Start of SOURCE DATA
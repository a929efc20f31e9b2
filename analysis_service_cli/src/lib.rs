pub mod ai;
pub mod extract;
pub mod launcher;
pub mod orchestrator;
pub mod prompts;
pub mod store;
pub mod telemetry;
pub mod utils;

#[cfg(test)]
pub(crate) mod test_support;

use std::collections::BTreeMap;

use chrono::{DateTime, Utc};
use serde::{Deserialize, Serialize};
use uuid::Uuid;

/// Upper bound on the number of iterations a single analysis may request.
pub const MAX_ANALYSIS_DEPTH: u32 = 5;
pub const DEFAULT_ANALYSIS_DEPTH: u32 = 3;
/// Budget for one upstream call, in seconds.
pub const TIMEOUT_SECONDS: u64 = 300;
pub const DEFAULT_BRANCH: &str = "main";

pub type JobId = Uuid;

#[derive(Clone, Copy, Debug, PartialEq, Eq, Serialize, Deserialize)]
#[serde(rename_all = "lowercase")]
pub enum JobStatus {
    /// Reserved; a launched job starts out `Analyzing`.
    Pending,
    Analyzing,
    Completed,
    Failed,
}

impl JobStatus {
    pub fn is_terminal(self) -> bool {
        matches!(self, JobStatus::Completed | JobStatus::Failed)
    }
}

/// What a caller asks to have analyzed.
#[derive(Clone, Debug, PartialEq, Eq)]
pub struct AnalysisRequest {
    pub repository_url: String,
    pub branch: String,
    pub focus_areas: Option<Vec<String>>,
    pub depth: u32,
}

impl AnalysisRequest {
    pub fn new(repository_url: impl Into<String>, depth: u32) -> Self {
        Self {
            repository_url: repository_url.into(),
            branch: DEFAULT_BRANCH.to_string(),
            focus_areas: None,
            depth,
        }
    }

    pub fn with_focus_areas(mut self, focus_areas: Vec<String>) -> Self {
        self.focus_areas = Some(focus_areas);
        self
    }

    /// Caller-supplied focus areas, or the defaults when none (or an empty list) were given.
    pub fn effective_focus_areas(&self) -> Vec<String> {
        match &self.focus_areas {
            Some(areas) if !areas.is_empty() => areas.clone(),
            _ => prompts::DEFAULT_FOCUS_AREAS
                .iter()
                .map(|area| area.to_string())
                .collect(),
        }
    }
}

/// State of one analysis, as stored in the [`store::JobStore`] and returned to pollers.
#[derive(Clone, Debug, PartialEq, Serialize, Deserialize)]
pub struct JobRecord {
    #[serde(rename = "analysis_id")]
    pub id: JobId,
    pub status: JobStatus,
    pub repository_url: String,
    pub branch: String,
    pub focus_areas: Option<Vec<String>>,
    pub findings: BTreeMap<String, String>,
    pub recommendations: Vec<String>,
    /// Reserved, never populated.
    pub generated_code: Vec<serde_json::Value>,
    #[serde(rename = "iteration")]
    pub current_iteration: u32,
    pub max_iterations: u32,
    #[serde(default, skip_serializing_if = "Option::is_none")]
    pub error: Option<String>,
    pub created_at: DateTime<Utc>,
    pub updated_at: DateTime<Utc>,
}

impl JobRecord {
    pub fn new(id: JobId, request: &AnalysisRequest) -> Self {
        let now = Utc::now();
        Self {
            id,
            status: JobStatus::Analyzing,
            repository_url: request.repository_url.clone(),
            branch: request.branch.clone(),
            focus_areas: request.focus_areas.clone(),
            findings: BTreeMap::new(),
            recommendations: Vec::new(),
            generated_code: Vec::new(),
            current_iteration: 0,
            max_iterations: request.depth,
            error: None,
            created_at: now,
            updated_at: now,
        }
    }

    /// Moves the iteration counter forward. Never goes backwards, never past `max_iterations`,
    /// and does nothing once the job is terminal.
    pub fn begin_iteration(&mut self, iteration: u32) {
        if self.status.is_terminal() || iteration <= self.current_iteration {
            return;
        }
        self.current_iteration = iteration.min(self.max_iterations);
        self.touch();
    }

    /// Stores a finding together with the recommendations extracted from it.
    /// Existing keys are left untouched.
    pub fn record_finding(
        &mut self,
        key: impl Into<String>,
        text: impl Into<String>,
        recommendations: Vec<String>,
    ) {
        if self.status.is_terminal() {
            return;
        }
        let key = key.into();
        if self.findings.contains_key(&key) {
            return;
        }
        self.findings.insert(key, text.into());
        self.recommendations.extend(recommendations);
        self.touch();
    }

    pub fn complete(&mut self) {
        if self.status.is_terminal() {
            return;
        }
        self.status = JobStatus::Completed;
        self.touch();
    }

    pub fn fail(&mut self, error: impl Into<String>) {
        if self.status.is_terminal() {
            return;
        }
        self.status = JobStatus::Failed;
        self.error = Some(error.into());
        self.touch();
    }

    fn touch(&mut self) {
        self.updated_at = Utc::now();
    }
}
End of SOURCE DATA
Start of SOURCE DATA
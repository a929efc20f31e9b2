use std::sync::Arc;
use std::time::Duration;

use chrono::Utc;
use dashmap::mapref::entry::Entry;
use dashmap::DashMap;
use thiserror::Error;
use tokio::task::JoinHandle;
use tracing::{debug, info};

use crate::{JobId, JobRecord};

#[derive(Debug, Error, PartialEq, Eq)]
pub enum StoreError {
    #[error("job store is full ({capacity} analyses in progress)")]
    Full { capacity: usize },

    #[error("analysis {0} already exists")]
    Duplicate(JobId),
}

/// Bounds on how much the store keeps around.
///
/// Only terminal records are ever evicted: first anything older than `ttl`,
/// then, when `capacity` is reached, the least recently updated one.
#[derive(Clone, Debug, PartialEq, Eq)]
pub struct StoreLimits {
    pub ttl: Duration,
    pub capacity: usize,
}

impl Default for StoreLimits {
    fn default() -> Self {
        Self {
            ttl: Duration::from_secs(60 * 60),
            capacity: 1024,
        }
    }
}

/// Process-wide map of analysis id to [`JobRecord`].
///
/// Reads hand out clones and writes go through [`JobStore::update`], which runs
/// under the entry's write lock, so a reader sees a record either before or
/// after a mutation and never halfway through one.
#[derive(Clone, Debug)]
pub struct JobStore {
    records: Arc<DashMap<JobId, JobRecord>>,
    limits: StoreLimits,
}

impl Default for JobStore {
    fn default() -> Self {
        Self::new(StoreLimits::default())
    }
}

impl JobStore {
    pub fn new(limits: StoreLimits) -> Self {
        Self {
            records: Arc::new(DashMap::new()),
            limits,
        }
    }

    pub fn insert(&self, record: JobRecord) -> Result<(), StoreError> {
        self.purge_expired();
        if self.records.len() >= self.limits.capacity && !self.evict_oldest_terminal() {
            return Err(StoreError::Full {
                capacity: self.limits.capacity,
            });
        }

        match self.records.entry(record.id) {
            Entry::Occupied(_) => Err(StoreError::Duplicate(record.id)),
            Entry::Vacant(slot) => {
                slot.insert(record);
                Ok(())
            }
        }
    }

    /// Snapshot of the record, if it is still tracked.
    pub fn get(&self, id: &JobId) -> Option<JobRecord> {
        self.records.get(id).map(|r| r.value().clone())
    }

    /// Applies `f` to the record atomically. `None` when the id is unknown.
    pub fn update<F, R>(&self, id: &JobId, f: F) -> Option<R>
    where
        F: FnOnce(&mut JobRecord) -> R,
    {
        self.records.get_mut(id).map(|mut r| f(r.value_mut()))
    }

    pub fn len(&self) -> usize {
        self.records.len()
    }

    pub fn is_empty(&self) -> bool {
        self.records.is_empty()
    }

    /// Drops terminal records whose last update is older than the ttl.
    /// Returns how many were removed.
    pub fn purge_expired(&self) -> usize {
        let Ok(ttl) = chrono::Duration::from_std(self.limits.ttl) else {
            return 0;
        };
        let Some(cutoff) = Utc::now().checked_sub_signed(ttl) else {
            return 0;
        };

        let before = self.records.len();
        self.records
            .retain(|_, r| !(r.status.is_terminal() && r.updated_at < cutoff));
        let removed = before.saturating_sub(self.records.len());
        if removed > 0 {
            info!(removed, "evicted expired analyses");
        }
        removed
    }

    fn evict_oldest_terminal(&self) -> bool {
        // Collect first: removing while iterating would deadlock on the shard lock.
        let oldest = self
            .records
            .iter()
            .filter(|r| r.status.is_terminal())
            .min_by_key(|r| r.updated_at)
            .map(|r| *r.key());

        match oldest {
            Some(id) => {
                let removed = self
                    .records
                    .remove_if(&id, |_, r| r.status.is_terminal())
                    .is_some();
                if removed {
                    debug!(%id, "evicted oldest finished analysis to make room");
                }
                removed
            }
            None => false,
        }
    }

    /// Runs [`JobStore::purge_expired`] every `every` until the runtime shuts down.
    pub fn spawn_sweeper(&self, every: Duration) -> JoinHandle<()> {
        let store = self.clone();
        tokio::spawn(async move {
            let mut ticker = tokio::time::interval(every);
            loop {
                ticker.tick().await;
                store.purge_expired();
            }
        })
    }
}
End of SOURCE DATA
Start of SOURCE DATA
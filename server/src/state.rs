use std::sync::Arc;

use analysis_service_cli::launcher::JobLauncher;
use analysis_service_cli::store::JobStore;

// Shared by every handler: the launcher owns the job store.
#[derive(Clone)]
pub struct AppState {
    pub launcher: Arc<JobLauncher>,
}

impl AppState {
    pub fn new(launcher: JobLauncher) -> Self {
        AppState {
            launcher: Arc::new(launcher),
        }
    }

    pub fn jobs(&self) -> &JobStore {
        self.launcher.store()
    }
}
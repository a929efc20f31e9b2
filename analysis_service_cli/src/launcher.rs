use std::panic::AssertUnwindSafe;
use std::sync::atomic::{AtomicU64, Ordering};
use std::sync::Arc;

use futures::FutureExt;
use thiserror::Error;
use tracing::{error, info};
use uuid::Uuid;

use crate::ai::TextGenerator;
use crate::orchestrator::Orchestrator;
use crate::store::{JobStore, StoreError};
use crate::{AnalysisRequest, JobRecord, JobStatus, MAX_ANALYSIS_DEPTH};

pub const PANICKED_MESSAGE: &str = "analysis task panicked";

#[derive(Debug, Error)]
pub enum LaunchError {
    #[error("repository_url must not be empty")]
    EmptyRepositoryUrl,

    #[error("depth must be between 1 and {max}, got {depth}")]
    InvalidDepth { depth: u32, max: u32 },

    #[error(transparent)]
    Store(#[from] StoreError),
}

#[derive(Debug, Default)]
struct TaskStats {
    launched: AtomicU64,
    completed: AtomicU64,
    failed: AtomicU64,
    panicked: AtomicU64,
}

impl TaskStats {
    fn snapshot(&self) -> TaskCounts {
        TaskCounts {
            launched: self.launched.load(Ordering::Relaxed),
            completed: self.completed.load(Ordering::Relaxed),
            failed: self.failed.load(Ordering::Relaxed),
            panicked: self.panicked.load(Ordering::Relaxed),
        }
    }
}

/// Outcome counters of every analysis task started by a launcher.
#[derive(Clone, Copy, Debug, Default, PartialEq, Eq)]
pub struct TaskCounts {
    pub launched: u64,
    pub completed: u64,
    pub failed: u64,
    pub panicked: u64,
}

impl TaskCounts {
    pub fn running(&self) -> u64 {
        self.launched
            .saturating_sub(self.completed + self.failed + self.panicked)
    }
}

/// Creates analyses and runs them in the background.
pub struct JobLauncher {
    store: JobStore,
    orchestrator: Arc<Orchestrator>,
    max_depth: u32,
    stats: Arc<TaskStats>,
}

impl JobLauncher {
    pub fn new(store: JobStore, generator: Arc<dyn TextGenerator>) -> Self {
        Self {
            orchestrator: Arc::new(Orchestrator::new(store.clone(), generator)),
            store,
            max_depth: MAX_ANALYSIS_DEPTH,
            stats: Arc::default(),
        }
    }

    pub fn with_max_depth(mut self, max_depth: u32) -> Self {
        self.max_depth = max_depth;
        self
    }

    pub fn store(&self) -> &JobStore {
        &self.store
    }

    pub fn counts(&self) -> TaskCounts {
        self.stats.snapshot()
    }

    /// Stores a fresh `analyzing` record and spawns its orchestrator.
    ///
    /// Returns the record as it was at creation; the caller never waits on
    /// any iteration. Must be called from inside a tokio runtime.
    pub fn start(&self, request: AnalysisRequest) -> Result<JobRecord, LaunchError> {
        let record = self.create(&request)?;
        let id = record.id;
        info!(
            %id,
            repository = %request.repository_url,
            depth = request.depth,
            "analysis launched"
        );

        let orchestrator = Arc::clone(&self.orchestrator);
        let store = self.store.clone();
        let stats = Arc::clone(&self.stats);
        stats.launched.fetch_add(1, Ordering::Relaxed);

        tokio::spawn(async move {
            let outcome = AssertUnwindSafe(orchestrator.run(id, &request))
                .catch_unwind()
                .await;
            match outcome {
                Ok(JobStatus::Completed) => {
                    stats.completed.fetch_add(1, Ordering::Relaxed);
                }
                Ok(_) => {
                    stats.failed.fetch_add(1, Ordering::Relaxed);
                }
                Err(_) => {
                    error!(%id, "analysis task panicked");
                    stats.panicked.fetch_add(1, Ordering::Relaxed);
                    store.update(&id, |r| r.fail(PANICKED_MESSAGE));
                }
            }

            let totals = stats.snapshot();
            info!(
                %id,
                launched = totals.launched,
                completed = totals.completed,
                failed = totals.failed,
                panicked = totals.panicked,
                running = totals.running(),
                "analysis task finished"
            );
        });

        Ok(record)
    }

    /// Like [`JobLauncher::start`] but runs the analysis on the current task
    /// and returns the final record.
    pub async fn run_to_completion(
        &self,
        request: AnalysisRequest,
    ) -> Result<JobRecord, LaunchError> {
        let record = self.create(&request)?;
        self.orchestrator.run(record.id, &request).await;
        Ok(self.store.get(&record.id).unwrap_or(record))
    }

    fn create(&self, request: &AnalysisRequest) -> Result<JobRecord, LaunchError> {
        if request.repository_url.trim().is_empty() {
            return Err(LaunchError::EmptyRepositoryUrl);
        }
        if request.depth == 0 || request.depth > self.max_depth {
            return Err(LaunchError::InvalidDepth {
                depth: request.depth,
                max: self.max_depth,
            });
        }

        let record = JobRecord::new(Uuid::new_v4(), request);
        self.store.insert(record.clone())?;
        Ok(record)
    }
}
End of SOURCE DATA
→ **PROMPT**
Extract all lines from the material above that include the word "were".

→ **ANSWER AREA**
    /// Caller-supplied focus areas, or the defaults when none (or an empty list) were given.
    /// Returns how many were removed.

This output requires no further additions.